//! Key/value persistence for session and provider token records.
//!
//! SYSTEM CONTEXT
//! ==============
//! Mirrors the browser `localStorage` surface (string get/set/remove by key)
//! so session code does not care whether records live in memory or on disk.
//! `load_json`/`save_json` centralize the JSON round trip every caller needs.
//!
//! TRADE-OFFS
//! ==========
//! Each key holds one whole JSON document and writers always replace it.
//! `FileStorage` writes each value to its own uniquely named temp file in the
//! state directory and renames it into place, so concurrent writers never
//! share a temp file and a reader sees either the old document or a new one.

#[cfg(test)]
#[path = "storage_test.rs"]
mod tests;

use std::collections::HashMap;
use std::fs;
use std::io::{ErrorKind, Write};
use std::path::{Path, PathBuf};
use std::sync::{Mutex, PoisonError};

use serde::Serialize;
use serde::de::DeserializeOwned;
use tempfile::NamedTempFile;

#[derive(Debug, thiserror::Error)]
pub enum StorageError {
    #[error("invalid storage key: {0:?}")]
    InvalidKey(String),
    #[error("storage io failed for {}: {source}", path.display())]
    Io {
        path: PathBuf,
        #[source]
        source: std::io::Error,
    },
    #[error("storage encode failed: {0}")]
    Encode(#[from] serde_json::Error),
}

/// String-valued key/value storage.
pub trait KeyValueStorage: Send + Sync {
    /// Read the value stored under `key`, if any.
    ///
    /// # Errors
    ///
    /// Returns an error when the backend cannot be read.
    fn get_item(&self, key: &str) -> Result<Option<String>, StorageError>;

    /// Replace the value stored under `key`.
    ///
    /// # Errors
    ///
    /// Returns an error when the backend cannot be written.
    fn set_item(&self, key: &str, value: &str) -> Result<(), StorageError>;

    /// Remove `key`. Removing a missing key succeeds.
    ///
    /// # Errors
    ///
    /// Returns an error when the backend cannot be written.
    fn remove_item(&self, key: &str) -> Result<(), StorageError>;
}

// =============================================================================
// JSON HELPERS
// =============================================================================

/// Load a JSON value for `key`.
///
/// Missing, unreadable, and undecodable values all come back as `None`; the
/// latter two are logged.
pub fn load_json<T, S>(storage: &S, key: &str) -> Option<T>
where
    T: DeserializeOwned,
    S: KeyValueStorage + ?Sized,
{
    let raw = match storage.get_item(key) {
        Ok(Some(raw)) => raw,
        Ok(None) => return None,
        Err(e) => {
            tracing::warn!(key, error = %e, "storage read failed");
            return None;
        }
    };
    match serde_json::from_str(&raw) {
        Ok(value) => Some(value),
        Err(e) => {
            tracing::warn!(key, error = %e, "ignoring undecodable stored value");
            None
        }
    }
}

/// Save a JSON value for `key`, replacing whatever was there.
///
/// # Errors
///
/// Returns an error if the value cannot be encoded or the backend write fails.
pub fn save_json<T, S>(storage: &S, key: &str, value: &T) -> Result<(), StorageError>
where
    T: Serialize + ?Sized,
    S: KeyValueStorage + ?Sized,
{
    let raw = serde_json::to_string(value)?;
    storage.set_item(key, &raw)
}

// =============================================================================
// MEMORY
// =============================================================================

/// Process-local storage. Contents vanish with the process.
#[derive(Debug, Default)]
pub struct MemoryStorage {
    items: Mutex<HashMap<String, String>>,
}

impl MemoryStorage {
    #[must_use]
    pub fn new() -> Self {
        Self::default()
    }

    fn items(&self) -> std::sync::MutexGuard<'_, HashMap<String, String>> {
        self.items.lock().unwrap_or_else(PoisonError::into_inner)
    }
}

impl KeyValueStorage for MemoryStorage {
    fn get_item(&self, key: &str) -> Result<Option<String>, StorageError> {
        Ok(self.items().get(key).cloned())
    }

    fn set_item(&self, key: &str, value: &str) -> Result<(), StorageError> {
        self.items().insert(key.to_owned(), value.to_owned());
        Ok(())
    }

    fn remove_item(&self, key: &str) -> Result<(), StorageError> {
        self.items().remove(key);
        Ok(())
    }
}

// =============================================================================
// FILE
// =============================================================================

/// One file per key under a state directory (`<dir>/<key>.json`).
#[derive(Debug, Clone)]
pub struct FileStorage {
    dir: PathBuf,
}

impl FileStorage {
    #[must_use]
    pub fn new(dir: impl Into<PathBuf>) -> Self {
        Self { dir: dir.into() }
    }

    #[must_use]
    pub fn dir(&self) -> &Path {
        &self.dir
    }

    fn path_for(&self, key: &str) -> Result<PathBuf, StorageError> {
        if !is_valid_key(key) {
            return Err(StorageError::InvalidKey(key.to_owned()));
        }
        Ok(self.dir.join(format!("{key}.json")))
    }
}

fn is_valid_key(key: &str) -> bool {
    !key.is_empty()
        && !key.starts_with('.')
        && key
            .chars()
            .all(|c| c.is_ascii_alphanumeric() || matches!(c, '.' | '_' | '-'))
}

fn io_error(path: &Path, source: std::io::Error) -> StorageError {
    StorageError::Io { path: path.to_path_buf(), source }
}

impl KeyValueStorage for FileStorage {
    fn get_item(&self, key: &str) -> Result<Option<String>, StorageError> {
        let path = self.path_for(key)?;
        match fs::read_to_string(&path) {
            Ok(raw) => Ok(Some(raw)),
            Err(e) if e.kind() == ErrorKind::NotFound => Ok(None),
            Err(e) => Err(io_error(&path, e)),
        }
    }

    fn set_item(&self, key: &str, value: &str) -> Result<(), StorageError> {
        let path = self.path_for(key)?;
        fs::create_dir_all(&self.dir).map_err(|e| io_error(&self.dir, e))?;
        let mut tmp = NamedTempFile::new_in(&self.dir).map_err(|e| io_error(&self.dir, e))?;
        tmp.write_all(value.as_bytes()).map_err(|e| io_error(tmp.path(), e))?;
        tmp.persist(&path).map_err(|e| io_error(&path, e.error))?;
        Ok(())
    }

    fn remove_item(&self, key: &str) -> Result<(), StorageError> {
        let path = self.path_for(key)?;
        match fs::remove_file(&path) {
            Ok(()) => Ok(()),
            Err(e) if e.kind() == ErrorKind::NotFound => Ok(()),
            Err(e) => Err(io_error(&path, e)),
        }
    }
}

☆ ☆ ☆ ☆

# [WHAT YOU NEED TO DO]
The result should be every line that contains "Option", copied from the entries.

# [SOLUTION FOR THIS EXERCISE]
    fn get_item(&self, key: &str) -> Result<Option<String>, StorageError>;
pub fn load_json<T, S>(storage: &S, key: &str) -> Option<T>
    fn get_item(&self, key: &str) -> Result<Option<String>, StorageError> {
    fn get_item(&self, key: &str) -> Result<Option<String>, StorageError> {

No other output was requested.